-- GIVEN ENTRIES follows --

// The web module is the HTTP adapter: axum routes over the core services.

#[path = "error.rs"]
pub mod error;

#[path = "state.rs"]
pub mod state;

#[path = "routes/mod.rs"]
pub mod routes;

pub use routes::router;
pub use state::AppState;
pub mod sqlite_submission_store;

pub use sqlite_submission_store::SqliteSubmissionStore;
// Remote moderation classifiers.

pub mod huggingface_client;
pub mod openai_client;

pub use huggingface_client::{HuggingFaceClassifier, DEFAULT_HUGGINGFACE_URL};
pub use openai_client::{OpenAiModerationClient, DEFAULT_OPENAI_BASE_URL};
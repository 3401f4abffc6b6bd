// Core submissions module - the moderation gate in front of the row store.

pub mod submission_models;
pub mod submission_service;

pub use submission_models::*;
pub use submission_service::*;
// Google Sheets backed submission storage.
//
// `service_account` turns a service-account key into bearer tokens;
// `sheets_store` uses them to append and read rows.

pub mod service_account;
pub mod sheets_store;

pub use service_account::{ServiceAccountAuth, ServiceAccountSource};
pub use sheets_store::{GoogleSheetsClient, GoogleSheetsSubmissionStore, DEFAULT_SHEET_RANGE};
// Submission service - the moderation gate in front of the row store.
//
// RECEIVED -> MODERATING -> FLAGGED_REJECTED (alert, no write)
//                        -> PERSISTING -> PERSISTED | PERSIST_FAILED
//
// Each step runs once, in order. Nothing is retried and a failed write is
// not compensated.

use super::submission_models::{FlagAlert, SubmissionOutcome, SubmissionRecord, SubmissionRequest};
use crate::core::moderation::ModerationPipeline;
use async_trait::async_trait;
use chrono::Utc;
use rand::Rng;
use serde::Serialize;
use std::sync::Arc;
use thiserror::Error;
use validator::Validate;

// ============================================================================
// ERRORS
// ============================================================================

#[derive(Debug, Error)]
pub enum StoreError {
    #[error("Storage error: {0}")]
    Backend(String),
}

#[derive(Debug, Error)]
pub enum AlertError {
    #[error("Alert delivery failed: {0}")]
    Delivery(String),
}

#[derive(Debug, Error)]
pub enum SubmissionError {
    #[error("Invalid submission: {0}")]
    Validation(String),

    #[error("Failed to persist submission: {0}")]
    Persistence(#[from] StoreError),
}

// ============================================================================
// PORTS
// ============================================================================

/// What a store reports about itself for diagnostics.
#[derive(Debug, Clone, Serialize)]
#[serde(rename_all = "camelCase")]
pub struct StoreStatus {
    pub backend: String,
    pub location: String,
    pub row_count: usize,
    #[serde(skip_serializing_if = "Vec::is_empty")]
    pub available_sheets: Vec<String>,
}

/// Append-only storage for accepted submissions.
#[async_trait]
pub trait SubmissionStore: Send + Sync {
    /// Append one record.
    async fn append(&self, record: &SubmissionRecord) -> Result<(), StoreError>;

    /// Every stored record, in storage order.
    async fn list(&self) -> Result<Vec<SubmissionRecord>, StoreError>;

    /// Backend description for the diagnostics endpoint.
    async fn status(&self) -> Result<StoreStatus, StoreError>;
}

/// Where flag alerts go.
#[async_trait]
pub trait AlertSink: Send + Sync {
    async fn send_alert(&self, alert: &FlagAlert) -> Result<(), AlertError>;
}

// ============================================================================
// PROMPT IDS
// ============================================================================

const ID_ALPHABET: &[u8] = b"0123456789abcdefghijklmnopqrstuvwxyz";

/// Generates short lowercase base-36 prompt ids.
#[derive(Debug, Clone, Copy)]
pub struct PromptIdGenerator {
    length: usize,
}

impl PromptIdGenerator {
    pub const DEFAULT_LENGTH: usize = 8;

    pub fn new(length: usize) -> Self {
        Self { length }
    }

    pub fn generate(&self) -> String {
        let mut rng = rand::thread_rng();
        (0..self.length)
            .map(|_| ID_ALPHABET[rng.gen_range(0..ID_ALPHABET.len())] as char)
            .collect()
    }
}

impl Default for PromptIdGenerator {
    fn default() -> Self {
        Self::new(Self::DEFAULT_LENGTH)
    }
}

// ============================================================================
// CORE SERVICE
// ============================================================================

pub struct SubmissionService {
    pipeline: Arc<ModerationPipeline>,
    store: Arc<dyn SubmissionStore>,
    alerts: Option<Arc<dyn AlertSink>>,
    ids: PromptIdGenerator,
}

impl SubmissionService {
    pub fn new(
        pipeline: Arc<ModerationPipeline>,
        store: Arc<dyn SubmissionStore>,
        alerts: Option<Arc<dyn AlertSink>>,
        ids: PromptIdGenerator,
    ) -> Self {
        Self {
            pipeline,
            store,
            alerts,
            ids,
        }
    }

    /// Run one submission through validation, moderation and persistence.
    pub async fn submit(
        &self,
        request: SubmissionRequest,
    ) -> Result<SubmissionOutcome, SubmissionError> {
        request
            .validate()
            .map_err(|e| SubmissionError::Validation(e.to_string()))?;

        let moderation = self.pipeline.analyze(&request.moderation_text()).await;

        if moderation.flagged {
            tracing::info!(
                title = %request.title,
                categories = %moderation.categories.summary(),
                "Submission rejected by moderation"
            );
            self.dispatch_alert(FlagAlert {
                title: request.title.clone(),
                wallet: request.wallet.clone(),
                categories: moderation.categories,
            })
            .await;
            return Ok(SubmissionOutcome::Rejected { moderation });
        }

        let record = SubmissionRecord {
            prompt_id: self.ids.generate(),
            tags: request.tag_list(),
            title: request.title,
            prompt: request.prompt,
            premium: request.premium,
            image_url: request.image_url.filter(|u| !u.trim().is_empty()),
            wallet: request.wallet.filter(|w| !w.trim().is_empty()),
            created_at: Utc::now(),
        };

        if let Err(err) = self.store.append(&record).await {
            tracing::error!(
                prompt_id = %record.prompt_id,
                error = %err,
                "Failed to persist submission"
            );
            return Err(SubmissionError::Persistence(err));
        }

        tracing::info!(prompt_id = %record.prompt_id, "Submission persisted");
        Ok(SubmissionOutcome::Persisted {
            prompt_id: record.prompt_id,
        })
    }

    /// Best effort: failures are logged and otherwise ignored.
    async fn dispatch_alert(&self, alert: FlagAlert) {
        let Some(sink) = &self.alerts else {
            tracing::debug!("No alert channel configured");
            return;
        };

        if let Err(err) = sink.send_alert(&alert).await {
            tracing::warn!(error = %err, "Failed to deliver moderation alert");
        }
    }
}

// ============================================================================
// TESTS
// ============================================================================
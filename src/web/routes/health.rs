//! Health check endpoint.

use axum::Json;
use serde::Serialize;

#[derive(Debug, Clone, Serialize)]
pub struct HealthResponse {
    status: &'static str,
    version: &'static str,
}

/// Liveness probe. Touches no backend.
pub async fn health_check() -> Json<HealthResponse> {
    Json(HealthResponse {
        status: "ok",
        version: env!("CARGO_PKG_VERSION"),
    })
}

-- GIVEN ENTRIES concluded --

WHAT NEEDS TO BE DONE: Copy verbatim, from the listing above, each line from the one containing "let mut rng = rand::thread_rng();" down to the one containing "Self::new(Self::DEFAULT_LENGTH)", inclusive.

RESPONSE FOR THIS EXERCISE:
        let mut rng = rand::thread_rng();
        (0..self.length)
            .map(|_| ID_ALPHABET[rng.gen_range(0..ID_ALPHABET.len())] as char)
            .collect()
    }
}

impl Default for PromptIdGenerator {
    fn default() -> Self {
        Self::new(Self::DEFAULT_LENGTH)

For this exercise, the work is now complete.